→ **Task to carry out**:
The response must restate all of the data word for word.

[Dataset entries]
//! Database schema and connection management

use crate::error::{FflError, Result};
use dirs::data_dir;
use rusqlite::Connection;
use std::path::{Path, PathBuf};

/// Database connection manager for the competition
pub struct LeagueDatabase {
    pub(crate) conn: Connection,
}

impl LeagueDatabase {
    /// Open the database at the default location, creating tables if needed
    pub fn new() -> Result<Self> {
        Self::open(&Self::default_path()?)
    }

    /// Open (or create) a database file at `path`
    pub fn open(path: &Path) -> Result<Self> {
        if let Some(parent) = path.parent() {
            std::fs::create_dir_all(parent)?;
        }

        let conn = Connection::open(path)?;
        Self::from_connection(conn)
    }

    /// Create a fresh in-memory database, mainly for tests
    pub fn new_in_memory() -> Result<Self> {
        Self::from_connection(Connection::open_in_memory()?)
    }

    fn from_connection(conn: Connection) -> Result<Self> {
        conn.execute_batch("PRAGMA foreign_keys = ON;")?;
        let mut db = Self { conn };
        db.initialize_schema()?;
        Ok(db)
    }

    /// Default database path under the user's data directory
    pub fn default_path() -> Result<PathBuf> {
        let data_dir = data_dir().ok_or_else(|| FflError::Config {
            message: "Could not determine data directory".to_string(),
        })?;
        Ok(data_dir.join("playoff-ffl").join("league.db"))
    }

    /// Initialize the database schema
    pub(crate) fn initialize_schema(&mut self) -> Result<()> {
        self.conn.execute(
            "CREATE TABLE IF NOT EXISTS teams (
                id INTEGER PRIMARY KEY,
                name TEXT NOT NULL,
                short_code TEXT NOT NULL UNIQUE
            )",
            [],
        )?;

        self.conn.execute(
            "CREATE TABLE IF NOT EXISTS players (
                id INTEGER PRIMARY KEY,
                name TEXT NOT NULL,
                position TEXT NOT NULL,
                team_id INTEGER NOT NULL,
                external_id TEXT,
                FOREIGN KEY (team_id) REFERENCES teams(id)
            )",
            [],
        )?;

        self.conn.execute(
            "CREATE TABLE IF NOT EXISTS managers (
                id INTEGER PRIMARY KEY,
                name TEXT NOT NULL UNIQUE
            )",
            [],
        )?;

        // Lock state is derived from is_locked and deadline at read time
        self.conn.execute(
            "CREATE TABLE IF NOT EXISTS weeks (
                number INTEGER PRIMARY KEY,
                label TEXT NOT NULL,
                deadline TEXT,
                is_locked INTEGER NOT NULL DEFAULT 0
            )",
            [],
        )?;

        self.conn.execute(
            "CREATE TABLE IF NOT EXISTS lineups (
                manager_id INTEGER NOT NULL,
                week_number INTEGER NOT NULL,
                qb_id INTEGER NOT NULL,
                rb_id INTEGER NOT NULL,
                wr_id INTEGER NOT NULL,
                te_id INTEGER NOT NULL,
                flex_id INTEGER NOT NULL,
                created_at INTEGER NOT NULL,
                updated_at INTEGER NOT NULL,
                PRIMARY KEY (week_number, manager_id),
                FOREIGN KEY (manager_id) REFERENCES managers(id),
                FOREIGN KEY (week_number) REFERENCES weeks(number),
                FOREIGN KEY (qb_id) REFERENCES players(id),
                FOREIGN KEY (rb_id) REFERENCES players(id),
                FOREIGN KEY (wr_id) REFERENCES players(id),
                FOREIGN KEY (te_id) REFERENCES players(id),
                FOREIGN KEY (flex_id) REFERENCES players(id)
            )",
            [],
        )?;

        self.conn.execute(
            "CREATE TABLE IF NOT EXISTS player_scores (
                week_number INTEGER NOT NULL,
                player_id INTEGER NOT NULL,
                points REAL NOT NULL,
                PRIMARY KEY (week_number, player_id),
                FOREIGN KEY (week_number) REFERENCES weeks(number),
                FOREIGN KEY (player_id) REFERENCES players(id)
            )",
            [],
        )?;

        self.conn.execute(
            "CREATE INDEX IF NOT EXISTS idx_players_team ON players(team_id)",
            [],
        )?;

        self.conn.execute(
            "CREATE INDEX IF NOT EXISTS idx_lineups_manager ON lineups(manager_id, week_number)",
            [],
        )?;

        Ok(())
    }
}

→ **Your response**:
//! Database schema and connection management

use crate::error::{FflError, Result};
use dirs::data_dir;
use rusqlite::Connection;
use std::path::{Path, PathBuf};

/// Database connection manager for the competition
pub struct LeagueDatabase {
    pub(crate) conn: Connection,
}

impl LeagueDatabase {
    /// Open the database at the default location, creating tables if needed
    pub fn new() -> Result<Self> {
        Self::open(&Self::default_path()?)
    }

    /// Open (or create) a database file at `path`
    pub fn open(path: &Path) -> Result<Self> {
        if let Some(parent) = path.parent() {
            std::fs::create_dir_all(parent)?;
        }

        let conn = Connection::open(path)?;
        Self::from_connection(conn)
    }

    /// Create a fresh in-memory database, mainly for tests
    pub fn new_in_memory() -> Result<Self> {
        Self::from_connection(Connection::open_in_memory()?)
    }

    fn from_connection(conn: Connection) -> Result<Self> {
        conn.execute_batch("PRAGMA foreign_keys = ON;")?;
        let mut db = Self { conn };
        db.initialize_schema()?;
        Ok(db)
    }

    /// Default database path under the user's data directory
    pub fn default_path() -> Result<PathBuf> {
        let data_dir = data_dir().ok_or_else(|| FflError::Config {
            message: "Could not determine data directory".to_string(),
        })?;
        Ok(data_dir.join("playoff-ffl").join("league.db"))
    }

    /// Initialize the database schema
    pub(crate) fn initialize_schema(&mut self) -> Result<()> {
        self.conn.execute(
            "CREATE TABLE IF NOT EXISTS teams (
                id INTEGER PRIMARY KEY,
                name TEXT NOT NULL,
                short_code TEXT NOT NULL UNIQUE
            )",
            [],
        )?;

        self.conn.execute(
            "CREATE TABLE IF NOT EXISTS players (
                id INTEGER PRIMARY KEY,
                name TEXT NOT NULL,
                position TEXT NOT NULL,
                team_id INTEGER NOT NULL,
                external_id TEXT,
                FOREIGN KEY (team_id) REFERENCES teams(id)
            )",
            [],
        )?;

        self.conn.execute(
            "CREATE TABLE IF NOT EXISTS managers (
                id INTEGER PRIMARY KEY,
                name TEXT NOT NULL UNIQUE
            )",
            [],
        )?;

        // Lock state is derived from is_locked and deadline at read time
        self.conn.execute(
            "CREATE TABLE IF NOT EXISTS weeks (
                number INTEGER PRIMARY KEY,
                label TEXT NOT NULL,
                deadline TEXT,
                is_locked INTEGER NOT NULL DEFAULT 0
            )",
            [],
        )?;

        self.conn.execute(
            "CREATE TABLE IF NOT EXISTS lineups (
                manager_id INTEGER NOT NULL,
                week_number INTEGER NOT NULL,
                qb_id INTEGER NOT NULL,
                rb_id INTEGER NOT NULL,
                wr_id INTEGER NOT NULL,
                te_id INTEGER NOT NULL,
                flex_id INTEGER NOT NULL,
                created_at INTEGER NOT NULL,
                updated_at INTEGER NOT NULL,
                PRIMARY KEY (week_number, manager_id),
                FOREIGN KEY (manager_id) REFERENCES managers(id),
                FOREIGN KEY (week_number) REFERENCES weeks(number),
                FOREIGN KEY (qb_id) REFERENCES players(id),
                FOREIGN KEY (rb_id) REFERENCES players(id),
                FOREIGN KEY (wr_id) REFERENCES players(id),
                FOREIGN KEY (te_id) REFERENCES players(id),
                FOREIGN KEY (flex_id) REFERENCES players(id)
            )",
            [],
        )?;

        self.conn.execute(
            "CREATE TABLE IF NOT EXISTS player_scores (
                week_number INTEGER NOT NULL,
                player_id INTEGER NOT NULL,
                points REAL NOT NULL,
                PRIMARY KEY (week_number, player_id),
                FOREIGN KEY (week_number) REFERENCES weeks(number),
                FOREIGN KEY (player_id) REFERENCES players(id)
            )",
            [],
        )?;

        self.conn.execute(
            "CREATE INDEX IF NOT EXISTS idx_players_team ON players(team_id)",
            [],
        )?;

        self.conn.execute(
            "CREATE INDEX IF NOT EXISTS idx_lineups_manager ON lineups(manager_id, week_number)",
            [],
        )?;

        Ok(())
    }
}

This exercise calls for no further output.